• **WHAT IS REQUIRED**: Look through the entries below and report every line that has "provided".

(Collected data)

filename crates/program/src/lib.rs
//! Host-facing entry points of the rollup program.
//!
//! Instructions arrive signed. The signer is authenticated here before the
//! chain manager or the dispute verifier ever see it.

mod auth;
mod errors;
mod instruction;
mod program;

pub use auth::{AuthError, SignerAuthenticator};
pub use errors::{ProgramError, ProgramResult};
pub use instruction::{Instruction, SignedInstruction, INSTRUCTION_SIGHASH_TAG};
pub use program::{ExecOutcome, RollupProgram};
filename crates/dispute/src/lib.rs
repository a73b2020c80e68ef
//! Fraud dispute verification against committed batches.

mod dispute;
mod errors;
pub mod merkle;
mod params;
mod verifier;

pub use dispute::FraudDisputeVerifier;
pub use errors::{DisputeError, DisputeResult, ProofError};
pub use params::{DisputeParams, DEFAULT_MAX_PROOF_LEN};
pub use verifier::{MerkleProofVerifier, ProofVerifier, StaticRootSource, TrustedRootSource};
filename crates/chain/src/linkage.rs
use rollup_checkpoint_types::{BatchAddress, ChainNamespace};

use crate::{ChainError, ChainResult, LinkageFault};

/// Checks the predecessor reference of a commitment against the address
/// derivation alone, without touching storage.
///
/// Returns the predecessor's address, or `None` for the chain root.
pub fn validate_linkage(
    namespace: &ChainNamespace,
    batch_number: u64,
    previous_reference: Option<&BatchAddress>,
) -> ChainResult<Option<BatchAddress>> {
    let Some(prev_number) = batch_number.checked_sub(1) else {
        return match previous_reference {
            Some(_) => Err(ChainError::ChainRootViolation),
            None => Ok(None),
        };
    };

    let expected = BatchAddress::derive(namespace, prev_number);
    match previous_reference {
        None => Err(ChainError::broken(
            batch_number,
            LinkageFault::MissingReference,
        )),
        Some(provided) if *provided != expected => Err(ChainError::broken(
            batch_number,
            LinkageFault::MismatchedReference {
                expected,
                provided: *provided,
            },
        )),
        Some(_) => Ok(Some(expected)),
    }
}
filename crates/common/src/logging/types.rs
//! Configuration types for the logging subsystem.

use std::path::PathBuf;

use tracing_appender::rolling::Rotation;
use tracing_subscriber::fmt::format::FmtSpan;

/// Configuration for the stdout logging layer
#[derive(Debug, Clone)]
pub struct StdoutConfig {
    /// Use JSON format instead of compact format
    pub json_format: bool,
    /// Span events to log
    pub fmt_span: FmtSpan,
    /// Write to stderr, keeping stdout free for command output
    pub use_stderr: bool,
}

impl Default for StdoutConfig {
    fn default() -> Self {
        Self {
            json_format: false,
            fmt_span: FmtSpan::NONE,
            use_stderr: false,
        }
    }
}

/// Configuration for file-based logging with rotation
#[derive(Debug, Clone)]
pub struct FileLoggingConfig {
    pub directory: PathBuf,
    /// Base filename prefix, e.g. "rollup" for "rollup.2024-01-01"
    pub file_name_prefix: String,
    pub rotation: Rotation,
    pub json_format: bool,
}

impl FileLoggingConfig {
    pub fn new(directory: PathBuf, file_name_prefix: String) -> Self {
        Self {
            directory,
            file_name_prefix,
            rotation: Rotation::DAILY,
            json_format: false,
        }
    }

    pub fn with_rotation(mut self, rotation: Rotation) -> Self {
        self.rotation = rotation;
        self
    }

    pub fn with_json_format(mut self, json_format: bool) -> Self {
        self.json_format = json_format;
        self
    }
}

/// Main logger configuration
#[derive(Debug, Clone)]
pub struct LoggerConfig {
    pub service_name: String,
    pub stdout_config: StdoutConfig,
    pub file_logging_config: Option<FileLoggingConfig>,
}

impl LoggerConfig {
    pub fn new(service_name: String) -> Self {
        Self {
            service_name,
            stdout_config: StdoutConfig::default(),
            file_logging_config: None,
        }
    }

    pub fn with_json_logging(mut self, enabled: bool) -> Self {
        self.stdout_config.json_format = enabled;
        self
    }

    pub fn with_stderr(mut self, enabled: bool) -> Self {
        self.stdout_config.use_stderr = enabled;
        self
    }

    pub fn with_file_logging(mut self, config: FileLoggingConfig) -> Self {
        self.file_logging_config = Some(config);
        self
    }

    pub fn with_fmt_span(mut self, fmt_span: FmtSpan) -> Self {
        self.stdout_config.fmt_span = fmt_span;
        self
    }
}

impl Default for LoggerConfig {
    fn default() -> Self {
        Self::new("(rollup-service)".to_string())
    }
}
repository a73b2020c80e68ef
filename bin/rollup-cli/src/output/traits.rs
//! Traits for output formatting

/// Trait for objects that can be formatted for porcelain output
pub(crate) trait Formattable {
    /// Format for machine-readable output (parseable, stable, human-readable)
    fn format_porcelain(&self) -> String;
}
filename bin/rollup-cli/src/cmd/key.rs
use std::{fs, path::PathBuf};

use anyhow::{bail, Context};
use argh::FromArgs;
use rollup_crypto::schnorr::generate_secret_key;
use tracing::*;

use crate::{
    cli::OutputFormat,
    helpers::validator_id,
    output::{key::KeyInfo, output},
};

#[derive(FromArgs, PartialEq, Debug)]
#[argh(subcommand, name = "gen-key")]
/// Generate a validator secret key and write it to a file
pub(crate) struct GenKeyArgs {
    /// output path
    #[argh(positional)]
    pub(crate) path: PathBuf,

    /// force overwrite
    #[argh(switch, short = 'f')]
    pub(crate) force: bool,

    /// output format: "json" or "porcelain"
    #[argh(option, short = 'o', default = "OutputFormat::Porcelain")]
    pub(crate) output_format: OutputFormat,
}

/// Generates a new key and prints the validator id it signs as.
pub(crate) fn gen_key(args: GenKeyArgs) -> anyhow::Result<()> {
    if args.path.exists() && !args.force {
        bail!("{} already exists, pass -f to overwrite", args.path.display());
    }

    let sk = generate_secret_key();
    let validator_id = validator_id(&sk)?;
    fs::write(&args.path, format!("{sk}\n"))
        .with_context(|| format!("failed to write key to {}", args.path.display()))?;
    info!(path = ?args.path, %validator_id, "generated validator key");

    let info = KeyInfo {
        key_file: args.path,
        validator_id,
    };
    output(&info, args.output_format)
}
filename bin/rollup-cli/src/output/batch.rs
//! Batch record formatting implementations

use rollup_checkpoint_types::{BatchAddress, BatchRecord, DisputeOutcome};
use serde::Serialize;

use super::{
    helpers::{porcelain_field, porcelain_optional},
    traits::Formattable,
};

/// A batch record together with the address it lives at.
#[derive(Serialize)]
pub(crate) struct BatchInfo<'a> {
    pub(crate) address: BatchAddress,
    pub(crate) record: &'a BatchRecord,
}

impl BatchInfo<'_> {
    fn porcelain_lines(&self, prefix: &str) -> Vec<String> {
        let record = self.record;
        let mut output = vec![
            porcelain_field(&format!("{prefix}.batch_number"), record.batch_number()),
            porcelain_field(&format!("{prefix}.address"), self.address),
            porcelain_field(&format!("{prefix}.leaf"), record.leaf()),
            porcelain_optional(
                &format!("{prefix}.previous_reference"),
                record.previous_reference(),
            ),
            porcelain_field(&format!("{prefix}.validator"), record.validator()),
            porcelain_field(&format!("{prefix}.status"), format!("{:?}", record.status())),
            porcelain_field(&format!("{prefix}.committed_at"), record.committed_at()),
        ];

        for (i, root) in record.recent_roots().iter().enumerate() {
            output.push(porcelain_field(&format!("{prefix}.recent_roots[{i}]"), root));
        }

        output
    }
}

impl Formattable for BatchInfo<'_> {
    fn format_porcelain(&self) -> String {
        self.porcelain_lines("batch").join("\n")
    }
}

#[derive(Serialize)]
pub(crate) struct AddressInfo {
    pub(crate) batch_number: u64,
    pub(crate) address: BatchAddress,
}

impl Formattable for AddressInfo {
    fn format_porcelain(&self) -> String {
        [
            porcelain_field("batch_number", self.batch_number),
            porcelain_field("address", self.address),
        ]
        .join("\n")
    }
}

/// Batches summary information displayed to the user
#[derive(Serialize)]
pub(crate) struct BatchesSummaryInfo {
    pub(crate) last_batch_number: Option<u64>,
    pub(crate) total_batches: u64,
    pub(crate) committed_batches: u64,
    pub(crate) disputed_batches: u64,
    #[serde(skip_serializing_if = "Vec::is_empty")]
    pub(crate) missing_batch_numbers: Vec<u64>,
}

impl Formattable for BatchesSummaryInfo {
    fn format_porcelain(&self) -> String {
        let mut output = vec![
            porcelain_optional("batches_summary.last_batch_number", self.last_batch_number),
            porcelain_field("batches_summary.total_batches", self.total_batches),
            porcelain_field("batches_summary.committed_batches", self.committed_batches),
            porcelain_field("batches_summary.disputed_batches", self.disputed_batches),
        ];

        for n in &self.missing_batch_numbers {
            output.push(porcelain_field("batches_summary.missing_batch_number", n));
        }

        output.join("\n")
    }
}

/// The linked chain from a batch back to the root, newest first.
#[derive(Serialize)]
pub(crate) struct ChainAuditInfo<'a> {
    pub(crate) tip: u64,
    pub(crate) batches: Vec<BatchInfo<'a>>,
}

impl Formattable for ChainAuditInfo<'_> {
    fn format_porcelain(&self) -> String {
        let mut output = vec![
            porcelain_field("audit.tip", self.tip),
            porcelain_field("audit.length", self.batches.len()),
            porcelain_field("audit.valid", true),
        ];

        for (i, batch) in self.batches.iter().enumerate() {
            output.extend(batch.porcelain_lines(&format!("audit.batches[{i}]")));
        }

        output.join("\n")
    }
}

#[derive(Serialize)]
pub(crate) struct DisputeInfo {
    pub(crate) batch_number: u64,
    pub(crate) outcome: DisputeOutcome,
}

impl Formattable for DisputeInfo {
    fn format_porcelain(&self) -> String {
        [
            porcelain_field("dispute.batch_number", self.batch_number),
            porcelain_field("dispute.outcome", format!("{:?}", self.outcome)),
        ]
        .join("\n")
    }
}
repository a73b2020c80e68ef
use std::io;

use rollup_checkpoint_types::BatchStatus;
use thiserror::Error;

pub type DbResult<T> = Result<T, DbError>;

#[derive(Debug, Error, Clone, PartialEq, Eq)]
pub enum DbError {
    #[error("entry with idx does not exist")]
    NonExistentEntry,

    #[error("entry with idx already exists")]
    EntryAlreadyExists,

    /// A status compare-and-set found a different status than expected.
    #[error("expected batch status {expected:?}, found {found:?}")]
    UnexpectedStatus {
        expected: BatchStatus,
        found: BatchStatus,
    },

    #[error("IO Error: {0}")]
    IoError(String),

    #[error("codec error {0}")]
    CodecError(String),

    #[error("transaction error {0}")]
    TransactionError(String),

    #[error("{0}")]
    Other(String),
}

impl From<sled::Error> for DbError {
    fn from(value: sled::Error) -> Self {
        match value {
            sled::Error::Io(err) => Self::IoError(err.to_string()),
            other => Self::Other(format!("sled error: {other:?}")),
        }
    }
}

impl From<io::Error> for DbError {
    fn from(value: io::Error) -> Self {
        Self::IoError(value.to_string())
    }
}
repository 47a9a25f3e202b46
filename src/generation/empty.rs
//! Flat arena generator used by tutorials and tests: all floor inside the
//! sealed border, no ore, no spawners.

use crate::config::{BORDER_SIZE, MIN_HEIGHT, MIN_WIDTH};
use crate::game::{Grid, Position, TileType};
use crate::generation::{GenerationConfig, MapGenerator, OreSpec, SpawnerSpec};
use crate::CavernResult;
use log::info;

/// Generator producing an empty walled arena.
pub struct EmptyGenerator {
    width: usize,
    height: usize,
}

impl EmptyGenerator {
    /// Creates a generator for the given playable size.
    pub fn new(width: usize, height: usize, _config: GenerationConfig) -> Self {
        Self {
            width: (width + 2 * BORDER_SIZE).max(MIN_WIDTH),
            height: (height + 2 * BORDER_SIZE).max(MIN_HEIGHT),
        }
    }
}

impl MapGenerator for EmptyGenerator {
    fn generate_base_layout(&mut self) -> CavernResult<Grid> {
        info!("generating {}x{} empty arena", self.width, self.height);
        let mut grid = Grid::new(self.width, self.height, TileType::Wall);
        for y in BORDER_SIZE..self.height - BORDER_SIZE {
            for x in BORDER_SIZE..self.width - BORDER_SIZE {
                grid.set(Position::new(x as i32, y as i32), TileType::Floor)?;
            }
        }
        Ok(grid)
    }

    fn place_player(&mut self, grid: &mut Grid) -> CavernResult<Position> {
        let pos = Position::new(BORDER_SIZE as i32, BORDER_SIZE as i32);
        grid.set(pos, TileType::Player)?;
        Ok(pos)
    }

    fn place_exit(&mut self, grid: &mut Grid) -> CavernResult<Position> {
        let pos = Position::new(
            (self.width - 1 - BORDER_SIZE) as i32,
            (self.height - 1 - BORDER_SIZE) as i32,
        );
        grid.set(pos, TileType::Exit)?;
        Ok(pos)
    }

    fn place_ore(&mut self, _grid: &mut Grid, _ores: &[OreSpec]) -> CavernResult<()> {
        Ok(())
    }

    fn place_spawners(&mut self, _grid: &mut Grid, _spawners: &[SpawnerSpec]) -> CavernResult<()> {
        Ok(())
    }

    fn generator_type(&self) -> &'static str {
        "empty"
    }
}
//! # Generation System
//!
//! Pluggable map generators behind the [`MapGenerator`] trait, plus the
//! shared tuning knobs in [`GenerationConfig`].
//!
//! A generator owns its randomness: every generator is seeded from the config
//! and produces identical output for identical seeds. The level pipeline in
//! [`crate::Level`] calls the trait methods in a fixed order
//! (`generate_base_layout`, `place_player`, `place_exit`, `place_ore`,
//! `place_spawners`), so implementors may assume that order.

pub mod cave;
pub mod empty;
pub mod reader;
pub mod rooms;

pub use cave::CaveGenerator;
pub use empty::EmptyGenerator;
pub use reader::FileReaderGenerator;

use crate::game::{Grid, Position, TileType};
use crate::CavernResult;
use serde::{Deserialize, Serialize};

/// Tuning parameters for map generation.
///
/// All randomness used during generation flows from `seed`, which makes any
/// generated level reproducible from its config alone.
///
/// # Examples
///
/// ```
/// use cavern::GenerationConfig;
///
/// let config = GenerationConfig::new(12345);
/// assert_eq!(config.seed, 12345);
/// assert_eq!(config.automaton_steps, 10);
/// ```
#[derive(Debug, Clone, Serialize, Deserialize)]
pub struct GenerationConfig {
    /// Seed for the generation RNG.
    pub seed: u64,
    /// Probability that an interior cell starts as wall.
    pub init_rate: f64,
    /// Number of cellular-automaton smoothing passes.
    pub automaton_steps: u32,
    /// A wall cell with fewer than this many wall neighbors dies.
    pub death_limit: u32,
    /// A floor cell with more than this many wall neighbors becomes wall.
    pub birth_limit: u32,
    /// Caves smaller than this are sealed off during connectivity repair.
    pub min_cave_size: usize,
    /// Closest room pairs connected per repair iteration.
    pub connections_per_turn: usize,
    /// Probability of accepting a floor tile during the start/exit corner scan.
    pub spawn_chance: f64,
    /// Largest number of ore tiles a single vein may grow to.
    pub max_per_vein: u32,
    /// Rejection-sampling attempts before ore placement gives up.
    pub max_ore_attempts: u32,
    /// Rejection-sampling attempts before spawner placement gives up.
    pub max_spawner_attempts: u32,
}

impl GenerationConfig {
    /// Creates a config with the standard cave tuning and the given seed.
    pub fn new(seed: u64) -> Self {
        Self {
            seed,
            init_rate: 0.5,
            automaton_steps: 10,
            death_limit: 4,
            birth_limit: 4,
            min_cave_size: 1,
            connections_per_turn: 5,
            spawn_chance: 0.05,
            max_per_vein: 6,
            max_ore_attempts: 500,
            max_spawner_attempts: 100,
        }
    }

    /// Creates a config suited to fast unit tests (fewer smoothing passes).
    pub fn for_testing(seed: u64) -> Self {
        Self {
            automaton_steps: 4,
            ..Self::new(seed)
        }
    }

    /// Loads a config from a JSON file.
    pub fn from_json_file(path: &std::path::Path) -> CavernResult<Self> {
        Ok(serde_json::from_str(&std::fs::read_to_string(path)?)?)
    }

    /// Saves the config as pretty-printed JSON.
    pub fn to_json_file(&self, path: &std::path::Path) -> CavernResult<()> {
        std::fs::write(path, serde_json::to_string_pretty(self)?)?;
        Ok(())
    }
}

impl Default for GenerationConfig {
    fn default() -> Self {
        Self::new(42)
    }
}

/// A kind of ore to scatter, how much of it, and how aggressively it clumps.
#[derive(Debug, Clone, Copy, Serialize, Deserialize)]
pub struct OreSpec {
    /// The ore tile to place.
    pub tile: TileType,
    /// Total tiles of this ore to place across the level.
    pub count: u32,
    /// Per-neighbor probability that a vein grows into an adjacent floor tile.
    pub chunk_chance: f64,
}

/// A kind of enemy spawner and how many of them to place.
#[derive(Debug, Clone, Copy, Serialize, Deserialize)]
pub struct SpawnerSpec {
    /// The spawner tile to place.
    pub tile: TileType,
    /// Number of spawners of this kind.
    pub count: u32,
}

/// Interface implemented by every map generator.
///
/// Generators mutate the grid they are handed; the level pipeline owns the
/// grid and the call order. `place_player` and `place_exit` write marker
/// tiles into the grid and return the chosen position; the pipeline
/// normalizes the markers back to floor once recorded.
pub trait MapGenerator {
    /// Produces the base tile layout, before any feature placement.
    fn generate_base_layout(&mut self) -> CavernResult<Grid>;

    /// Chooses and marks the player start.
    fn place_player(&mut self, grid: &mut Grid) -> CavernResult<Position>;

    /// Chooses and marks the level exit.
    fn place_exit(&mut self, grid: &mut Grid) -> CavernResult<Position>;

    /// Scatters ore veins per the given specs.
    fn place_ore(&mut self, grid: &mut Grid, ores: &[OreSpec]) -> CavernResult<()>;

    /// Places enemy spawners per the given specs.
    fn place_spawners(&mut self, grid: &mut Grid, spawners: &[SpawnerSpec]) -> CavernResult<()>;

    /// Short human-readable name, used in logs.
    fn generator_type(&self) -> &'static str;
}

/// RNG plumbing shared by the generators.
pub mod utils {
    use super::GenerationConfig;
    use rand::rngs::StdRng;
    use rand::SeedableRng;

    /// Builds the deterministic RNG a generator draws from.
    pub fn create_rng(config: &GenerationConfig) -> StdRng {
        StdRng::seed_from_u64(config.seed)
    }
}
//! # Connectivity Repair
//!
//! A raw cellular-automaton pass leaves the map as a scatter of disconnected
//! caves. This module discovers those caves as [`Room`]s via flood fill,
//! seals the ones below the minimum size, and tunnels between the rest until
//! a single connected region remains.
//!
//! Tunnels are L-shaped with a jittered width, and short tunnels are usually
//! carved out of `Blockage` rather than `Floor` so the player has to dig
//! through them.

use crate::config::BORDER_SIZE;
use crate::game::{Grid, Position, TileType};
use crate::generation::GenerationConfig;
use log::debug;
use rand::rngs::StdRng;
use rand::Rng;

/// A connected region of passable tiles found by flood fill.
#[derive(Debug, Clone)]
pub struct Room {
    /// Number of tiles in the region.
    pub size: usize,
    /// Region tiles with at least one orthogonal `Wall` neighbor.
    pub edge_tiles: Vec<Position>,
}

impl Room {
    /// Finds the closest pair of edge tiles between this room and `other`.
    ///
    /// Returns the Euclidean distance and the two endpoints, ours first.
    pub fn nearest_link(&self, other: &Room) -> (f64, Position, Position) {
        let mut best = (f64::INFINITY, self.edge_tiles[0], other.edge_tiles[0]);
        for &a in &self.edge_tiles {
            for &b in &other.edge_tiles {
                let d = a.euclidean_distance(b);
                if d < best.0 {
                    best = (d, a, b);
                }
            }
        }
        best
    }
}

/// A candidate tunnel between two rooms.
struct Link {
    distance: f64,
    a: Position,
    b: Position,
}

/// Discovers all caves and seals those smaller than `min_cave_size`.
///
/// Caves are 4-connected regions of floor and blockage, seeded from floor
/// tiles. Sealed caves are filled with wall and not returned.
pub fn discover_rooms(grid: &mut Grid, min_cave_size: usize) -> Vec<Room> {
    let mut visited = vec![vec![false; grid.width()]; grid.height()];
    let mut rooms = Vec::new();

    for seed in grid.positions().collect::<Vec<_>>() {
        if visited[seed.y as usize][seed.x as usize] || grid.get(seed) != Some(TileType::Floor) {
            continue;
        }

        let region = flood_fill(grid, seed, &mut visited);
        if region.len() < min_cave_size {
            for pos in region {
                let _ = grid.set(pos, TileType::Wall);
            }
            continue;
        }

        let edge_tiles = region
            .iter()
            .copied()
            .filter(|pos| {
                pos.orthogonal_neighbors()
                    .iter()
                    .any(|&n| grid.get(n) == Some(TileType::Wall))
            })
            .collect();
        rooms.push(Room {
            size: region.len(),
            edge_tiles,
        });
    }

    rooms
}

/// 4-connected flood fill over floor and blockage tiles.
fn flood_fill(grid: &Grid, seed: Position, visited: &mut [Vec<bool>]) -> Vec<Position> {
    let mut region = Vec::new();
    let mut queue = std::collections::VecDeque::new();
    visited[seed.y as usize][seed.x as usize] = true;
    queue.push_back(seed);

    while let Some(pos) = queue.pop_front() {
        region.push(pos);
        for next in pos.orthogonal_neighbors() {
            if !grid.in_bounds(next) || visited[next.y as usize][next.x as usize] {
                continue;
            }
            match grid.get(next) {
                Some(TileType::Floor) | Some(TileType::Blockage) => {
                    visited[next.y as usize][next.x as usize] = true;
                    queue.push_back(next);
                }
                _ => {}
            }
        }
    }

    region
}

/// Tunnels between caves until the map is a single connected region.
///
/// Each iteration rediscovers the caves, ranks every pair by the distance of
/// its closest edge tiles, and carves the closest few
/// (`connections_per_turn`) before measuring again.
pub fn connect_all_rooms(grid: &mut Grid, config: &GenerationConfig, rng: &mut StdRng) {
    let margin = interior_margin(grid);

    loop {
        let rooms = discover_rooms(grid, config.min_cave_size);
        if rooms.len() < 2 {
            break;
        }
        debug!("connectivity repair: {} caves remain", rooms.len());

        let mut links = Vec::new();
        for i in 0..rooms.len() {
            for j in i + 1..rooms.len() {
                let (distance, a, b) = rooms[i].nearest_link(&rooms[j]);
                links.push(Link { distance, a, b });
            }
        }
        links.sort_by(|a, b| a.distance.total_cmp(&b.distance));

        for link in links.into_iter().take(config.connections_per_turn) {
            carve_connection(grid, &link, rng, margin);
        }
    }
}

/// Carves an L-shaped tunnel between the link's endpoints.
///
/// The horizontal leg runs at the left endpoint's row, the vertical leg at
/// the right endpoint's column, meeting at the corner. Each column or row of
/// the tunnel gets a randomly jittered thickness. Short tunnels are usually
/// filled with blockage instead of floor.
fn carve_connection(grid: &mut Grid, link: &Link, rng: &mut StdRng, margin: i32) {
    let material = if rng.gen::<f64>() < 0.7 && link.distance < 3.0 {
        TileType::Blockage
    } else {
        TileType::Floor
    };

    let (left, right) = if link.a.x < link.b.x {
        (link.a, link.b)
    } else {
        (link.b, link.a)
    };

    for x in left.x + 1..right.x {
        for dy in jittered_span(rng) {
            carve_at(grid, Position::new(x, left.y + dy), material, margin);
        }
    }

    let (y_lo, y_hi) = if left.y < right.y {
        (left.y, right.y)
    } else {
        (right.y, left.y)
    };
    for y in y_lo + 1..y_hi {
        for dx in jittered_span(rng) {
            carve_at(grid, Position::new(right.x + dx, y), material, margin);
        }
    }

    carve_at(grid, Position::new(right.x, left.y), material, margin);
}

/// Random thickness offsets for one column or row of a tunnel.
fn jittered_span(rng: &mut StdRng) -> std::ops::RangeInclusive<i32> {
    let roll = rng.gen::<f64>();
    if roll < 0.5 {
        -1..=1
    } else if roll < 0.75 {
        -2..=1
    } else {
        -1..=2
    }
}

/// Writes a tunnel tile, skipping anything inside the sealed border ring.
///
/// Existing floor is never overwritten: tunnels only open walls, so the
/// rooms they join come through repair unchanged.
fn carve_at(grid: &mut Grid, pos: Position, material: TileType, margin: i32) {
    if pos.x < margin
        || pos.y < margin
        || pos.x >= grid.width() as i32 - margin
        || pos.y >= grid.height() as i32 - margin
    {
        return;
    }
    if grid.get(pos) == Some(TileType::Floor) {
        return;
    }
    let _ = grid.set(pos, material);
}

/// Width of the ring tunnels must not touch.
///
/// Full-size generated grids keep their whole sealed border; the tiny grids
/// used in tests keep a 1-tile ring.
fn interior_margin(grid: &Grid) -> i32 {
    if grid.width() > 2 * BORDER_SIZE && grid.height() > 2 * BORDER_SIZE {
        BORDER_SIZE as i32
    } else {
        1
    }
}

• **RESULT FOR THIS TASK**:
        Some(provided) if *provided != expected => Err(ChainError::broken(
                provided: *provided,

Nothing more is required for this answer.